→ **YOUR ASSIGNMENT**:
Reproduce the entries below exactly, but only from the line containing "c)| (c.as_str(), series.get(i).copied().unwrap_or(colors.bar)))" to the line containing "if n > 0 && plot.x_range().contains(pos.x)", inclusive.

--- --- ---

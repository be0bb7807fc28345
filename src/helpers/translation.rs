use super::CoreHelpers;
use crate::constants::attributes;
use crate::error::{Error, Result};
use crate::services::{Params, Translator};
use std::sync::Arc;

/// Derives the translation namespace from a route name.
///
/// Every `-` becomes a `/` path separator, then every `_` becomes `-`.
///
/// # Examples
/// ```
/// use vista::helpers::namespace_from_route;
///
/// assert_eq!(namespace_from_route("user-profile"), "user/profile");
/// assert_eq!(namespace_from_route("password_reset-form"), "password-reset/form");
/// ```
pub fn namespace_from_route(route_name: &str) -> String {
    route_name.replace('-', "/").replace('_', "-")
}

impl CoreHelpers {
    fn translator(&self) -> Result<&Arc<dyn Translator>> {
        self.services
            .translator
            .as_ref()
            .ok_or_else(|| Error::ServiceNotFound("Translator".into()))
    }

    fn namespace(&self, namespace_override: Option<&str>) -> Result<String> {
        if let Some(namespace) = namespace_override {
            return Ok(namespace.to_string());
        }
        let route = self
            .services
            .request
            .route()
            .ok_or_else(|| Error::MissingRequestAttribute(attributes::ROUTE.into()))?;
        Ok(namespace_from_route(&route.name))
    }

    /// Translates `key` in the current route's namespace, or in
    /// `namespace_override` when given.
    pub fn translate(
        &self,
        key: &str,
        parameters: &Params,
        namespace_override: Option<&str>,
    ) -> Result<String> {
        let translator = self.translator()?;
        let namespace = self.namespace(namespace_override)?;
        let locale = self.services.request.language();
        translator.translate(&namespace, key, parameters, locale.as_deref())
    }

    /// Plural-aware variant of [`CoreHelpers::translate`].
    pub fn plural_translate(
        &self,
        key: &str,
        count: i64,
        parameters: &Params,
        namespace_override: Option<&str>,
    ) -> Result<String> {
        let translator = self.translator()?;
        let namespace = self.namespace(namespace_override)?;
        let locale = self.services.request.language();
        translator.plural_translate(&namespace, key, count, parameters, locale.as_deref())
    }
}
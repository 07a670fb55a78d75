//! Area, bar and pie charts painted directly with the egui painter
//!
//! Callers validate dataset shape first (`Dataset::ensure_shape`); these
//! functions only draw.

use crate::data::Dataset;
use crate::theme::{self, ThemeColors};
use crate::types::CategoryValue;
use eframe::egui::{self, Color32, Pos2, Rect, Stroke};

const MARGIN_LEFT: f32 = 44.0;
const MARGIN_RIGHT: f32 = 8.0;
const MARGIN_TOP: f32 = 26.0;
const MARGIN_BOTTOM: f32 = 22.0;
const GRID_LINES: usize = 4;

/// (min, max) over all values, always including zero. Never a zero-width span.
pub fn value_range(values: impl IntoIterator<Item = f64>) -> (f64, f64) {
    let (lo, hi) = values
        .into_iter()
        .filter(|v| v.is_finite())
        .fold((0.0_f64, 0.0_f64), |(lo, hi), v| (lo.min(v), hi.max(v)));
    if hi - lo < f64::EPSILON {
        (lo, lo + 1.0)
    } else {
        (lo, hi)
    }
}

/// Share of the total per slice. Negative values count as zero.
pub fn pie_fractions(items: &[CategoryValue]) -> Vec<f32> {
    let total: f64 = items.iter().map(|c| c.value.max(0.0)).sum();
    if total <= 0.0 {
        return vec![0.0; items.len()];
    }
    items
        .iter()
        .map(|c| (c.value.max(0.0) / total) as f32)
        .collect()
}

fn plot_rect(rect: Rect) -> Rect {
    Rect::from_min_max(
        egui::pos2(rect.min.x + MARGIN_LEFT, rect.min.y + MARGIN_TOP),
        egui::pos2(rect.max.x - MARGIN_RIGHT, rect.max.y - MARGIN_BOTTOM),
    )
}

fn format_tick(v: f64) -> String {
    if v.abs() >= 1000.0 {
        format!("{:.1}k", v / 1000.0)
    } else {
        format!("{:.0}", v)
    }
}

fn paint_grid(painter: &egui::Painter, plot: Rect, range: (f64, f64), colors: &ThemeColors) {
    let (lo, hi) = range;
    for i in 0..=GRID_LINES {
        let t = i as f32 / GRID_LINES as f32;
        let y = plot.max.y - t * plot.height();
        painter.line_segment(
            [egui::pos2(plot.min.x, y), egui::pos2(plot.max.x, y)],
            Stroke::new(theme::STROKE_DEFAULT, colors.grid),
        );
        painter.text(
            egui::pos2(plot.min.x - 6.0, y),
            egui::Align2::RIGHT_CENTER,
            format_tick(lo + (hi - lo) * t as f64),
            egui::FontId::proportional(theme::FONT_SMALL),
            colors.chart_text,
        );
    }
}

fn paint_legend(painter: &egui::Painter, rect: Rect, entries: &[(&str, Color32)], colors: &ThemeColors) {
    let mut x = rect.min.x + MARGIN_LEFT;
    let y = rect.min.y + MARGIN_TOP / 2.0 - 2.0;
    for (label, color) in entries {
        let swatch = Rect::from_center_size(egui::pos2(x + 5.0, y), egui::vec2(10.0, 10.0));
        painter.rect_filled(swatch, 2.0, *color);
        let text_rect = painter.text(
            egui::pos2(x + 14.0, y),
            egui::Align2::LEFT_CENTER,
            *label,
            egui::FontId::proportional(theme::FONT_SMALL),
            colors.chart_text,
        );
        x = text_rect.max.x + 14.0;
    }
}

/// Stacked-free area chart: one filled series per dataset column.
pub fn area_chart(ui: &mut egui::Ui, data: &Dataset, series: &[Color32], colors: &ThemeColors, height: f32) {
    let (rect, response) = ui.allocate_exact_size(
        egui::vec2(ui.available_width(), height),
        egui::Sense::hover(),
    );
    if !ui.is_rect_visible(rect) {
        return;
    }
    let painter = ui.painter_at(rect);
    let plot = plot_rect(rect);
    let range = value_range(data.rows.iter().flatten().copied());
    paint_grid(&painter, plot, range, colors);

    let n = data.row_count();
    let x_at = |i: usize| {
        if n <= 1 {
            plot.center().x
        } else {
            plot.min.x + plot.width() * i as f32 / (n - 1) as f32
        }
    };
    let y_at = |v: f64| plot.max.y - ((v - range.0) / (range.1 - range.0)) as f32 * plot.height();
    let baseline = y_at(range.0.max(0.0).min(range.1));

    for (col, name) in data.columns.iter().enumerate() {
        let color = series.get(col).copied().unwrap_or(colors.bar);
        let points: Vec<Pos2> = data
            .column(col)
            .enumerate()
            .map(|(i, v)| egui::pos2(x_at(i), y_at(v)))
            .collect();
        // Each segment's trapezoid down to the baseline is convex
        for pair in points.windows(2) {
            painter.add(egui::Shape::convex_polygon(
                vec![
                    pair[0],
                    pair[1],
                    egui::pos2(pair[1].x, baseline),
                    egui::pos2(pair[0].x, baseline),
                ],
                color.gamma_multiply(0.35),
                Stroke::NONE,
            ));
        }
        painter.add(egui::Shape::line(points, Stroke::new(theme::STROKE_THICK, color)));
        tracing::trace!(series = %name, rows = n, "Painted area series");
    }

    for i in [0, n / 2, n.saturating_sub(1)] {
        if i < n {
            painter.text(
                egui::pos2(x_at(i), plot.max.y + 4.0),
                egui::Align2::CENTER_TOP,
                format!("{}", i + 1),
                egui::FontId::proportional(theme::FONT_SMALL),
                colors.chart_text,
            );
        }
    }

    let legend: Vec<(&str, Color32)> = data
        .columns
        .iter()
        .enumerate()
        .map(|(i, c)| (c.as_str(), series.get(i).copied().unwrap_or(colors.bar)))
        .collect();
    paint_legend(&painter, rect, &legend, colors);

    if let Some(pos) = response.hover_pos() {
        if n > 0 && plot.x_range().contains(pos.x) {
            let idx = (((pos.x - plot.min.x) / plot.width()) * (n.max(2) - 1) as f32).round() as usize;
            let idx = idx.min(n - 1);
            painter.line_segment(
                [egui::pos2(x_at(idx), plot.min.y), egui::pos2(x_at(idx), plot.max.y)],
                Stroke::new(theme::STROKE_DEFAULT, colors.chart_text.gamma_multiply(0.4)),
            );
            let text = data
                .columns
                .iter()
                .zip(&data.rows[idx])
                .map(|(c, v)| format!("{}: {:.1}", c, v))
                .collect::<Vec<_>>()
                .join("\n");
            response.on_hover_text_at_pointer(format!("#{}\n{}", idx + 1, text));
        }
    }
}

/// Vertical bar chart in a single color.
pub fn bar_chart(ui: &mut egui::Ui, items: &[CategoryValue], color: Color32, colors: &ThemeColors, height: f32) {
    let (rect, _) = ui.allocate_exact_size(
        egui::vec2(ui.available_width(), height),
        egui::Sense::hover(),
    );
    if !ui.is_rect_visible(rect) || items.is_empty() {
        return;
    }
    let painter = ui.painter_at(rect);
    let plot = plot_rect(rect);
    let range = value_range(items.iter().map(|c| c.value));
    paint_grid(&painter, plot, range, colors);

    let slot = plot.width() / items.len() as f32;
    let bar_w = slot * 0.6;
    let y_at = |v: f64| plot.max.y - ((v - range.0) / (range.1 - range.0)) as f32 * plot.height();
    let zero = y_at(0.0_f64.clamp(range.0, range.1));

    for (i, item) in items.iter().enumerate() {
        let cx = plot.min.x + slot * (i as f32 + 0.5);
        let top = y_at(item.value);
        let bar = Rect::from_min_max(
            egui::pos2(cx - bar_w / 2.0, top.min(zero)),
            egui::pos2(cx + bar_w / 2.0, top.max(zero)),
        );
        painter.rect_filled(bar, theme::RADIUS_SMALL, color);
        painter.text(
            egui::pos2(cx, bar.min.y - 2.0),
            egui::Align2::CENTER_BOTTOM,
            format_tick(item.value),
            egui::FontId::proportional(theme::FONT_SMALL),
            colors.chart_text,
        );
        painter.text(
            egui::pos2(cx, plot.max.y + 4.0),
            egui::Align2::CENTER_TOP,
            &item.label,
            egui::FontId::proportional(theme::FONT_SMALL),
            colors.chart_text,
        );
    }
}

/// Pie chart with a legend on the right.
pub fn pie_chart(ui: &mut egui::Ui, items: &[CategoryValue], series: &[Color32], colors: &ThemeColors, height: f32) {
    let (rect, _) = ui.allocate_exact_size(
        egui::vec2(ui.available_width(), height),
        egui::Sense::hover(),
    );
    if !ui.is_rect_visible(rect) || items.is_empty() {
        return;
    }
    let painter = ui.painter_at(rect);
    let legend_w = (rect.width() * 0.4).min(160.0);
    let radius = ((rect.width() - legend_w).min(rect.height()) / 2.0 - theme::SPACING_MD).max(8.0);
    let center = egui::pos2(rect.min.x + radius + theme::SPACING_MD, rect.center().y);

    let color_of = |i: usize| {
        if series.is_empty() {
            colors.bar
        } else {
            series[i % series.len()]
        }
    };

    let mut start = -std::f32::consts::FRAC_PI_2;
    let fractions = pie_fractions(items);
    for (i, fraction) in fractions.iter().enumerate() {
        let sweep = fraction * std::f32::consts::TAU;
        let steps = ((sweep / 0.05).ceil() as usize).max(1);
        let color = color_of(i);
        for s in 0..steps {
            let a0 = start + sweep * s as f32 / steps as f32;
            let a1 = start + sweep * (s + 1) as f32 / steps as f32;
            painter.add(egui::Shape::convex_polygon(
                vec![
                    center,
                    center + radius * egui::vec2(a0.cos(), a0.sin()),
                    center + radius * egui::vec2(a1.cos(), a1.sin()),
                ],
                color,
                Stroke::NONE,
            ));
        }
        start += sweep;
    }
    // Donut hole
    painter.circle_filled(center, radius * 0.45, colors.card_fill);

    let mut y = rect.center().y - items.len() as f32 * 10.0;
    let x = rect.max.x - legend_w;
    for (i, (item, fraction)) in items.iter().zip(&fractions).enumerate() {
        painter.rect_filled(
            Rect::from_center_size(egui::pos2(x + 5.0, y), egui::vec2(10.0, 10.0)),
            2.0,
            color_of(i),
        );
        painter.text(
            egui::pos2(x + 14.0, y),
            egui::Align2::LEFT_CENTER,
            format!("{} ({:.0}%)", item.label, fraction * 100.0),
            egui::FontId::proportional(theme::FONT_SMALL),
            colors.chart_text,
        );
        y += 20.0;
    }
}

#[cfg(test)]
mod tests {
    use super::*;

    #[test]
    fn value_range_includes_zero() {
        assert_eq!(value_range([3.0, 9.0, 5.0]), (0.0, 9.0));
        assert_eq!(value_range([-2.0, 4.0]), (-2.0, 4.0));
    }

    #[test]
    fn value_range_never_collapses() {
        assert_eq!(value_range([]), (0.0, 1.0));
        assert_eq!(value_range([0.0, 0.0]), (0.0, 1.0));
        assert_eq!(value_range([f64::NAN]), (0.0, 1.0));
    }

    #[test]
    fn pie_fractions_sum_to_one() {
        let items = vec![
            CategoryValue::new("Male", 60.0),
            CategoryValue::new("Female", 35.0),
            CategoryValue::new("Other", 5.0),
        ];
        let f = pie_fractions(&items);
        assert!((f.iter().sum::<f32>() - 1.0).abs() < 1e-5);
        assert!((f[0] - 0.6).abs() < 1e-6);
    }

    #[test]
    fn pie_fractions_handle_empty_total() {
        let items = vec![CategoryValue::new("A", 0.0), CategoryValue::new("B", -3.0)];
        assert_eq!(pie_fractions(&items), vec![0.0, 0.0]);
    }

    #[test]
    fn ticks_abbreviate_thousands() {
        assert_eq!(format_tick(1500.0), "1.5k");
        assert_eq!(format_tick(42.4), "42");
    }
}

--- --- ---

→ **RESPONSE**:
        .map(|(i, c)| (c.as_str(), series.get(i).copied().unwrap_or(colors.bar)))
        .collect();
    paint_legend(&painter, rect, &legend, colors);

    if let Some(pos) = response.hover_pos() {
        if n > 0 && plot.x_range().contains(pos.x) {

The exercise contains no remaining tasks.